§ WHAT IS BEING ASKED
Among the records below, find the line that has "apply command-line overrides."; from there, give the lines again exactly, and stop after the line that has "let cache_dir = cache_dir.unwrap_or_else(||".

§ RECORDS TO PROCESS
◆ ◆ ◆

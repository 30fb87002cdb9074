//! CLI command implementations.

pub mod locate;
pub mod parse;
pub mod stale;

use std::path::{Path, PathBuf};

use sylva::cache::FileCacheStore;
use sylva::config::SylvaConfig;
use sylva::parser::RustParser;
use sylva::TreeProvider;

/// Settings shared by every command.
pub struct Settings {
    /// Loaded configuration (defaults when no file exists)
    pub config: SylvaConfig,
    /// Effective cache directory
    pub cache_dir: PathBuf,
}

impl Settings {
    /// Load the configuration and apply command-line overrides.
    ///
    /// An explicitly named configuration file must exist; the default one
    /// may be absent.
    pub fn resolve(config_path: Option<&Path>, cache_dir: Option<PathBuf>) -> sylva::Result<Self> {
        let config = match config_path {
            Some(path) => SylvaConfig::load(path)?,
            None => {
                let root = std::env::current_dir()?;
                SylvaConfig::load_or_default(&SylvaConfig::default_path(&root))?
            }
        };
        let cache_dir = cache_dir.unwrap_or_else(|| config.cache_dir.clone());
        tracing::debug!(cache_dir = %cache_dir.display(), "Resolved settings");
        Ok(Self { config, cache_dir })
    }

    /// The file cache store at the effective cache directory.
    pub fn store(&self) -> FileCacheStore {
        FileCacheStore::new(&self.cache_dir)
    }

    /// A provider parsing Rust through the file cache store.
    pub fn provider(&self) -> sylva::Result<TreeProvider<RustParser, FileCacheStore>> {
        Ok(TreeProvider::new(RustParser::new()?, self.store()))
    }
}
use prometheus::Registry;
use std::sync::Arc;
use std::time::Instant;

use crate::config::ServerConfig;
use crate::validation::ServerValidation;

/// Application state shared across handlers
#[derive(Clone)]
pub struct AppState {
    pub started_at: Instant,
    pub registry: Registry,
    pub validation: Arc<ServerValidation>,
    pub config: Arc<ServerConfig>,
}

impl AppState {
    pub fn new(config: ServerConfig, registry: Registry) -> Self {
        Self {
            started_at: Instant::now(),
            registry,
            validation: Arc::new(ServerValidation::new()),
            config: Arc::new(config),
        }
    }

    /// Swap the validators, e.g. to inject a different sanitizer
    pub fn with_validation(mut self, validation: ServerValidation) -> Self {
        self.validation = Arc::new(validation);
        self
    }
}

◆ ◆ ◆

§ EXERCISE SOLUTION
    /// Load the configuration and apply command-line overrides.
    ///
    /// An explicitly named configuration file must exist; the default one
    /// may be absent.
    pub fn resolve(config_path: Option<&Path>, cache_dir: Option<PathBuf>) -> sylva::Result<Self> {
        let config = match config_path {
            Some(path) => SylvaConfig::load(path)?,
            None => {
                let root = std::env::current_dir()?;
                SylvaConfig::load_or_default(&SylvaConfig::default_path(&root))?
            }
        };
        let cache_dir = cache_dir.unwrap_or_else(|| config.cache_dir.clone());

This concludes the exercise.